No, none of it seemed to concern you. The memory of your confession still goes with me everywhere, like a black cloud above my head. I remember every one of your words, in detail, every single hesitation:
I grabbed the bat with both hands, like this, and I hit him hard behind the neck. The kid was having a snack at the big table, chocolate milk in a white bowl. A hard blow to the neck, like this, with both hands. I think that’s when his baby teeth came out. . . . The police officers told me that they’d found two teeth between the floorboards. Baby teeth, they said. . . . His head . . . his head fell forward onto the table, it made a sound, a loud sound, a . . . terrible noise; the bowl fell, too, pieces all over the ground. I threw up the first time. I felt nauseous, couldn’t hold it back. He died instantly, I swear. I’m saying that for the family. He didn’t suffer, I swear. The oldest came down from her room, yelling. She wasn’t happy. “What was that noise? Nono, what did you break now? I can never do my homework in
peace!” She was waving her arms all over the place, annoyed. I ended up face-to-face with her in the living room. First she smiled. Odd, I thought, why is the kid smiling? And then, when she saw the blood on the bat, her eyes got black, black, and her mouth trembled. She looked around. “Where’s Nono?” she asked. Her face was anxious, her eyes like a hunted animal’s. . . . I didn’t answer. That’s when she saw him. His head on the table. The blood. The bowl on the floor. She understood. She said, crying, “What’s wrong with Nono, why isn’t he moving?” She lifted her arms, she said, “I didn’t do anything, it’s a joke, right, Constant, this is all a joke, isn’t it?” Sorry, I . . . Are all these details useful? For the family, it . . .

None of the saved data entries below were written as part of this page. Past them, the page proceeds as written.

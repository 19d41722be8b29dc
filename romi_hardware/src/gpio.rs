//! Raspberry Pi GPIO devices: enable lines, software quadrature counters,
//! bump switches, and PWM motor drivers.

use std::sync::Arc;
use std::sync::atomic::{AtomicU8, AtomicU16, Ordering};

use rppal::gpio::{Gpio, InputPin, Level, OutputPin, Trigger};
use romi_traits::{DigitalOutput, HwResult, Motor, TickCounter};
use tracing::{debug, warn};

use crate::error::{HwError, Result};
use crate::util::clamp_effort;

const PWM_FREQUENCY_HZ: f64 = 20_000.0;

fn gpio_err(e: rppal::gpio::Error) -> HwError {
    HwError::Gpio(e.to_string())
}

pub fn open() -> Result<Gpio> {
    Gpio::new().map_err(gpio_err)
}

pub struct GpioOutput {
    pin: OutputPin,
}

impl GpioOutput {
    pub fn new(gpio: &Gpio, pin: u8) -> Result<Self> {
        let mut pin = gpio.get(pin).map_err(gpio_err)?.into_output();
        pin.set_low();
        Ok(Self { pin })
    }
}

impl DigitalOutput for GpioOutput {
    fn set_high(&mut self) -> HwResult<()> {
        self.pin.set_high();
        Ok(())
    }

    fn set_low(&mut self) -> HwResult<()> {
        self.pin.set_low();
        Ok(())
    }
}

/// x4 decode: index is `(previous state << 2) | current state`, state = `A << 1 | B`.
const QUAD_STEP: [i8; 16] = [0, -1, 1, 0, 1, 0, 0, -1, -1, 0, 0, 1, 0, 1, -1, 0];

fn advance(state: &AtomicU8, count: &AtomicU16, bit: u8, level: Level) {
    let apply = |s: u8| if level == Level::High { s | bit } else { s & !bit };
    let prev = state
        .fetch_update(Ordering::AcqRel, Ordering::Acquire, |s| Some(apply(s)))
        .unwrap_or_else(|s| s);
    let next = apply(prev);
    match QUAD_STEP[usize::from((prev << 2) | next)] {
        1 => {
            count.fetch_add(1, Ordering::AcqRel);
        }
        -1 => {
            count.fetch_sub(1, Ordering::AcqRel);
        }
        _ => {}
    }
}

/// Free-running 16-bit counter fed by edge interrupts on both encoder phases.
pub struct QuadratureCounter {
    _a: InputPin,
    _b: InputPin,
    count: Arc<AtomicU16>,
}

impl QuadratureCounter {
    pub fn new(gpio: &Gpio, pin_a: u8, pin_b: u8) -> Result<Self> {
        let mut a = gpio.get(pin_a).map_err(gpio_err)?.into_input_pullup();
        let mut b = gpio.get(pin_b).map_err(gpio_err)?.into_input_pullup();
        let initial = (u8::from(a.is_high()) << 1) | u8::from(b.is_high());
        let state = Arc::new(AtomicU8::new(initial));
        let count = Arc::new(AtomicU16::new(0));

        let (s, c) = (state.clone(), count.clone());
        a.set_async_interrupt(Trigger::Both, move |level| advance(&s, &c, 0b10, level))
            .map_err(gpio_err)?;
        let (s, c) = (state, count.clone());
        b.set_async_interrupt(Trigger::Both, move |level| advance(&s, &c, 0b01, level))
            .map_err(gpio_err)?;
        debug!(pin_a, pin_b, "quadrature counter armed");
        Ok(Self {
            _a: a,
            _b: b,
            count,
        })
    }
}

impl TickCounter for QuadratureCounter {
    fn count(&mut self) -> HwResult<u16> {
        Ok(self.count.load(Ordering::Acquire))
    }
}

/// Active-low bump switch; `on_hit` runs on the interrupt thread.
pub struct InterruptBumper {
    _pin: InputPin,
}

impl InterruptBumper {
    pub fn new<F>(gpio: &Gpio, pin: u8, mut on_hit: F) -> Result<Self>
    where
        F: FnMut() + Send + 'static,
    {
        let mut input = gpio.get(pin).map_err(gpio_err)?.into_input_pullup();
        input
            .set_async_interrupt(Trigger::FallingEdge, move |_| on_hit())
            .map_err(gpio_err)?;
        Ok(Self { _pin: input })
    }
}

/// DRV8838-style driver: software PWM on `pwm`, direction on `dir`, and an
/// active-low sleep line.
pub struct DriverMotor {
    pwm: OutputPin,
    dir: OutputPin,
    sleep: OutputPin,
    max_effort: f64,
    applied: f64,
}

impl DriverMotor {
    pub fn new(gpio: &Gpio, pwm: u8, dir: u8, sleep: u8, max_effort: f64) -> Result<Self> {
        let mut pwm = gpio.get(pwm).map_err(gpio_err)?.into_output();
        let mut dir = gpio.get(dir).map_err(gpio_err)?.into_output();
        let mut sleep = gpio.get(sleep).map_err(gpio_err)?.into_output();
        pwm.set_low();
        dir.set_low();
        sleep.set_low();
        Ok(Self {
            pwm,
            dir,
            sleep,
            max_effort,
            applied: 0.0,
        })
    }
}

impl Motor for DriverMotor {
    fn enable(&mut self) -> HwResult<()> {
        self.sleep.set_high();
        Ok(())
    }

    fn disable(&mut self) -> HwResult<()> {
        if let Err(e) = self.pwm.clear_pwm() {
            warn!(error = %e, "clearing pwm failed");
        }
        self.pwm.set_low();
        self.sleep.set_low();
        self.applied = 0.0;
        Ok(())
    }

    fn set_effort(&mut self, effort: f64) -> HwResult<()> {
        let effort = clamp_effort(effort, self.max_effort);
        if effort < 0.0 {
            self.dir.set_high();
        } else {
            self.dir.set_low();
        }
        let duty = effort.abs() / 100.0;
        if duty == 0.0 {
            self.pwm.clear_pwm().map_err(gpio_err)?;
            self.pwm.set_low();
        } else {
            self.pwm
                .set_pwm_frequency(PWM_FREQUENCY_HZ, duty)
                .map_err(gpio_err)?;
        }
        self.applied = effort.abs();
        Ok(())
    }

    fn effort(&self) -> f64 {
        self.applied
    }
}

The judge encouraged you to continue with a nod.
Okay, well . . . I . . . I was saying that she was crying and screaming, “Please don’t, Constant, please, I want to see my mom, Mom, I want my mom.” She repeated “Mom” over and over, like she’d lost her mind, over and over. I raised the bat, I threw up again. She didn’t try to run, nothing, she just crossed her arms over her forehead, she crouched in front of me, and “Mom” again, “I want my mom” over and over. I closed my eyes so I could go through with it. I hit her. Again. And again. I . . . I opened my eyes, blood, lots of blood . . . she . . . she was dead. I threw up again. Then I went upstairs to find the third one. She was hiding in the bathroom between the toilet bowl and a small cabinet, sucking her thumb. I told her to come out, to turn around—she obeyed without crying, nothing. I raised the bat high, real high, then against the neck again. Dead on the spot, like the first one.
I threw up one last time, then I checked the time. Their parents would be back soon. I thought that it would be impossible with the bat, the dad was too strong. I ran all the way to my garage. I grabbed the rifle, a double-barrel, I loaded it, then I went back to their house. The street was empty. In that weather, not a soul. I waited for them, hiding behind the door. It got dark. In winter night comes on quick here. In the silence, the dead bodies next to me, I . . . I was scared. I could hear their breathing. A corpse doesn’t breathe, I told myself, but nothing doing, I heard it. And the smell of blood . . . I almost threw up again, but I managed to keep it down that time.